Stored data entries:
- Opening Delimiter -

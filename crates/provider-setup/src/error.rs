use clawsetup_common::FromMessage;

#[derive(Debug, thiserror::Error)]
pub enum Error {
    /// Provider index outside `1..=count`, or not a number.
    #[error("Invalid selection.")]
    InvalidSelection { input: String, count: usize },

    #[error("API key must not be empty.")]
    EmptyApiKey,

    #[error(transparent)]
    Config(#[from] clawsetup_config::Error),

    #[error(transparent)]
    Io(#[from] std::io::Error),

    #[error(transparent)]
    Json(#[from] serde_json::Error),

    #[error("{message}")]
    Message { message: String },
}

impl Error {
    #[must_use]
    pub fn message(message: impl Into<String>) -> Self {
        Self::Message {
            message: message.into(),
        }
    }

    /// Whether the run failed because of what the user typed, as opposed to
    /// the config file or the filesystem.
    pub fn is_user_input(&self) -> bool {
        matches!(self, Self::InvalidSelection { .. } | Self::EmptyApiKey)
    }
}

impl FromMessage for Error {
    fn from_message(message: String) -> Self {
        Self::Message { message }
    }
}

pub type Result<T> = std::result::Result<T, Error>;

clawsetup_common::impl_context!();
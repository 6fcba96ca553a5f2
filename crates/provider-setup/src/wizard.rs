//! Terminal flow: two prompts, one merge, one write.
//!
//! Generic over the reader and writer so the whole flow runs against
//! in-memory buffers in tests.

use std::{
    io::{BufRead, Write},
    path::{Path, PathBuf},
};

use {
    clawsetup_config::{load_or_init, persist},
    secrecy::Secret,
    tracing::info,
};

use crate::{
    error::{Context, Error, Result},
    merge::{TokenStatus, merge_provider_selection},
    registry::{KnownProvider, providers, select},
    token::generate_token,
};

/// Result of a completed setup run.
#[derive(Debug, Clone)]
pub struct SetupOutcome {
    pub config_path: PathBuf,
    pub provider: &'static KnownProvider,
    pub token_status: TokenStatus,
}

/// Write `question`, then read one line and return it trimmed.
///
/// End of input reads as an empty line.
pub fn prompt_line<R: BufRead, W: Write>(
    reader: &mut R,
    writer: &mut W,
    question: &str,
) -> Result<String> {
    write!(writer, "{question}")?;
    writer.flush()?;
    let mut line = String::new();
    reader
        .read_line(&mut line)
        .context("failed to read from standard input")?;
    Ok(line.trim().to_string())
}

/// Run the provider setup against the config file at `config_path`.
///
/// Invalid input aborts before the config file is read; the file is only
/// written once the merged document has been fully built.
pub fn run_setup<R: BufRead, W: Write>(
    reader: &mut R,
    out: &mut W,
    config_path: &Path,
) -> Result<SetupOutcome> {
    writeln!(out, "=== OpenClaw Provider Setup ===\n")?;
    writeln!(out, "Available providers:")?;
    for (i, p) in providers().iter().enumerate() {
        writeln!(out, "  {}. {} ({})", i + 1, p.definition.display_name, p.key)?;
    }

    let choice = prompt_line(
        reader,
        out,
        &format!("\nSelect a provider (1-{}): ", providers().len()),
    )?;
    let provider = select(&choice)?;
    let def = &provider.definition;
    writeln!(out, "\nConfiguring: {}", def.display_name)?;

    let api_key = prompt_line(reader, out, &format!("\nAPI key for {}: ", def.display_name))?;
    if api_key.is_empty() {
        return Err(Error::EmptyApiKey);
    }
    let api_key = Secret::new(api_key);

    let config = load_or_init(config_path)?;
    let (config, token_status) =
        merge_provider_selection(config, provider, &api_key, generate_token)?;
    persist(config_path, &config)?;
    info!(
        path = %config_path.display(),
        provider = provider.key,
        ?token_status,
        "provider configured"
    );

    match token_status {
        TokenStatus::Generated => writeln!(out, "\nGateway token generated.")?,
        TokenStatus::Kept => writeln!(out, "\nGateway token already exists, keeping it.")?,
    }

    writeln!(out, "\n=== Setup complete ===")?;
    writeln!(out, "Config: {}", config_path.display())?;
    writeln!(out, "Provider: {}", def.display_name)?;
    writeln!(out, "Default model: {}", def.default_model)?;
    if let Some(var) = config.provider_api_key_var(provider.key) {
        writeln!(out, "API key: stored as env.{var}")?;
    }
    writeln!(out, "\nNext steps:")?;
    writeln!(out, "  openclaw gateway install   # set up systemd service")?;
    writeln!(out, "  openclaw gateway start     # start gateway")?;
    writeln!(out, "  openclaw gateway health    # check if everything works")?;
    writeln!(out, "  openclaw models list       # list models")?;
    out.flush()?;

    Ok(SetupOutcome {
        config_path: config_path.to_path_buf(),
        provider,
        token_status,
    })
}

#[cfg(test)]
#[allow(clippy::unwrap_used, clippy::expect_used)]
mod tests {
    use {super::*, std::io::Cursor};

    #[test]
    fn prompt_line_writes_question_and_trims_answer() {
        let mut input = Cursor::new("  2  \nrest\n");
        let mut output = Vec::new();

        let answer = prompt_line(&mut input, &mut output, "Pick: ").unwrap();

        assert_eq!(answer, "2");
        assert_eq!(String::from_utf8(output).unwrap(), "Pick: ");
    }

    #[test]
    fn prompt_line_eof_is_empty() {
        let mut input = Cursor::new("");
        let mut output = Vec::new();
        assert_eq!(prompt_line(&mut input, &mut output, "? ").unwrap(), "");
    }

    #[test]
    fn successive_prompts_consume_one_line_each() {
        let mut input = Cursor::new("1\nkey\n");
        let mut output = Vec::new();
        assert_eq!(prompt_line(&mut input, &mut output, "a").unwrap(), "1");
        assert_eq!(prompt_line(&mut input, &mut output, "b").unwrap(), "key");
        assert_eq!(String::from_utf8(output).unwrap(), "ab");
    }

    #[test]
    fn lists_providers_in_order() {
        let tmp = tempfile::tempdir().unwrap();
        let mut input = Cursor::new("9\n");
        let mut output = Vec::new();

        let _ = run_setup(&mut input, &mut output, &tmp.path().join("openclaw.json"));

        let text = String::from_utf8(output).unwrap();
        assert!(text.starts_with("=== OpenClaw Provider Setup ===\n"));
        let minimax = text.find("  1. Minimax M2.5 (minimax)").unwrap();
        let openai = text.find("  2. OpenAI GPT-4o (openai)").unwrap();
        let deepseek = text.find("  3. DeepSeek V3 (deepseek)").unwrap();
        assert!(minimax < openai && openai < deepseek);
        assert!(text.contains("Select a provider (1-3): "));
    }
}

- Closing Delimiter -

▶ Task goal
All entries shown above should be duplicated without a single difference.

▶ Response
filename crates/provider-setup/src/error.rs
use clawsetup_common::FromMessage;

#[derive(Debug, thiserror::Error)]
pub enum Error {
    /// Provider index outside `1..=count`, or not a number.
    #[error("Invalid selection.")]
    InvalidSelection { input: String, count: usize },

    #[error("API key must not be empty.")]
    EmptyApiKey,

    #[error(transparent)]
    Config(#[from] clawsetup_config::Error),

    #[error(transparent)]
    Io(#[from] std::io::Error),

    #[error(transparent)]
    Json(#[from] serde_json::Error),

    #[error("{message}")]
    Message { message: String },
}

impl Error {
    #[must_use]
    pub fn message(message: impl Into<String>) -> Self {
        Self::Message {
            message: message.into(),
        }
    }

    /// Whether the run failed because of what the user typed, as opposed to
    /// the config file or the filesystem.
    pub fn is_user_input(&self) -> bool {
        matches!(self, Self::InvalidSelection { .. } | Self::EmptyApiKey)
    }
}

impl FromMessage for Error {
    fn from_message(message: String) -> Self {
        Self::Message { message }
    }
}

pub type Result<T> = std::result::Result<T, Error>;

clawsetup_common::impl_context!();
repository 6fcba96ca553a5f2
filename crates/provider-setup/src/wizard.rs
//! Terminal flow: two prompts, one merge, one write.
//!
//! Generic over the reader and writer so the whole flow runs against
//! in-memory buffers in tests.

use std::{
    io::{BufRead, Write},
    path::{Path, PathBuf},
};

use {
    clawsetup_config::{load_or_init, persist},
    secrecy::Secret,
    tracing::info,
};

use crate::{
    error::{Context, Error, Result},
    merge::{TokenStatus, merge_provider_selection},
    registry::{KnownProvider, providers, select},
    token::generate_token,
};

/// Result of a completed setup run.
#[derive(Debug, Clone)]
pub struct SetupOutcome {
    pub config_path: PathBuf,
    pub provider: &'static KnownProvider,
    pub token_status: TokenStatus,
}

/// Write `question`, then read one line and return it trimmed.
///
/// End of input reads as an empty line.
pub fn prompt_line<R: BufRead, W: Write>(
    reader: &mut R,
    writer: &mut W,
    question: &str,
) -> Result<String> {
    write!(writer, "{question}")?;
    writer.flush()?;
    let mut line = String::new();
    reader
        .read_line(&mut line)
        .context("failed to read from standard input")?;
    Ok(line.trim().to_string())
}

/// Run the provider setup against the config file at `config_path`.
///
/// Invalid input aborts before the config file is read; the file is only
/// written once the merged document has been fully built.
pub fn run_setup<R: BufRead, W: Write>(
    reader: &mut R,
    out: &mut W,
    config_path: &Path,
) -> Result<SetupOutcome> {
    writeln!(out, "=== OpenClaw Provider Setup ===\n")?;
    writeln!(out, "Available providers:")?;
    for (i, p) in providers().iter().enumerate() {
        writeln!(out, "  {}. {} ({})", i + 1, p.definition.display_name, p.key)?;
    }

    let choice = prompt_line(
        reader,
        out,
        &format!("\nSelect a provider (1-{}): ", providers().len()),
    )?;
    let provider = select(&choice)?;
    let def = &provider.definition;
    writeln!(out, "\nConfiguring: {}", def.display_name)?;

    let api_key = prompt_line(reader, out, &format!("\nAPI key for {}: ", def.display_name))?;
    if api_key.is_empty() {
        return Err(Error::EmptyApiKey);
    }
    let api_key = Secret::new(api_key);

    let config = load_or_init(config_path)?;
    let (config, token_status) =
        merge_provider_selection(config, provider, &api_key, generate_token)?;
    persist(config_path, &config)?;
    info!(
        path = %config_path.display(),
        provider = provider.key,
        ?token_status,
        "provider configured"
    );

    match token_status {
        TokenStatus::Generated => writeln!(out, "\nGateway token generated.")?,
        TokenStatus::Kept => writeln!(out, "\nGateway token already exists, keeping it.")?,
    }

    writeln!(out, "\n=== Setup complete ===")?;
    writeln!(out, "Config: {}", config_path.display())?;
    writeln!(out, "Provider: {}", def.display_name)?;
    writeln!(out, "Default model: {}", def.default_model)?;
    if let Some(var) = config.provider_api_key_var(provider.key) {
        writeln!(out, "API key: stored as env.{var}")?;
    }
    writeln!(out, "\nNext steps:")?;
    writeln!(out, "  openclaw gateway install   # set up systemd service")?;
    writeln!(out, "  openclaw gateway start     # start gateway")?;
    writeln!(out, "  openclaw gateway health    # check if everything works")?;
    writeln!(out, "  openclaw models list       # list models")?;
    out.flush()?;

    Ok(SetupOutcome {
        config_path: config_path.to_path_buf(),
        provider,
        token_status,
    })
}

#[cfg(test)]
#[allow(clippy::unwrap_used, clippy::expect_used)]
mod tests {
    use {super::*, std::io::Cursor};

    #[test]
    fn prompt_line_writes_question_and_trims_answer() {
        let mut input = Cursor::new("  2  \nrest\n");
        let mut output = Vec::new();

        let answer = prompt_line(&mut input, &mut output, "Pick: ").unwrap();

        assert_eq!(answer, "2");
        assert_eq!(String::from_utf8(output).unwrap(), "Pick: ");
    }

    #[test]
    fn prompt_line_eof_is_empty() {
        let mut input = Cursor::new("");
        let mut output = Vec::new();
        assert_eq!(prompt_line(&mut input, &mut output, "? ").unwrap(), "");
    }

    #[test]
    fn successive_prompts_consume_one_line_each() {
        let mut input = Cursor::new("1\nkey\n");
        let mut output = Vec::new();
        assert_eq!(prompt_line(&mut input, &mut output, "a").unwrap(), "1");
        assert_eq!(prompt_line(&mut input, &mut output, "b").unwrap(), "key");
        assert_eq!(String::from_utf8(output).unwrap(), "ab");
    }

    #[test]
    fn lists_providers_in_order() {
        let tmp = tempfile::tempdir().unwrap();
        let mut input = Cursor::new("9\n");
        let mut output = Vec::new();

        let _ = run_setup(&mut input, &mut output, &tmp.path().join("openclaw.json"));

        let text = String::from_utf8(output).unwrap();
        assert!(text.starts_with("=== OpenClaw Provider Setup ===\n"));
        let minimax = text.find("  1. Minimax M2.5 (minimax)").unwrap();
        let openai = text.find("  2. OpenAI GPT-4o (openai)").unwrap();
        let deepseek = text.find("  3. DeepSeek V3 (deepseek)").unwrap();
        assert!(minimax < openai && openai < deepseek);
        assert!(text.contains("Select a provider (1-3): "));
    }
}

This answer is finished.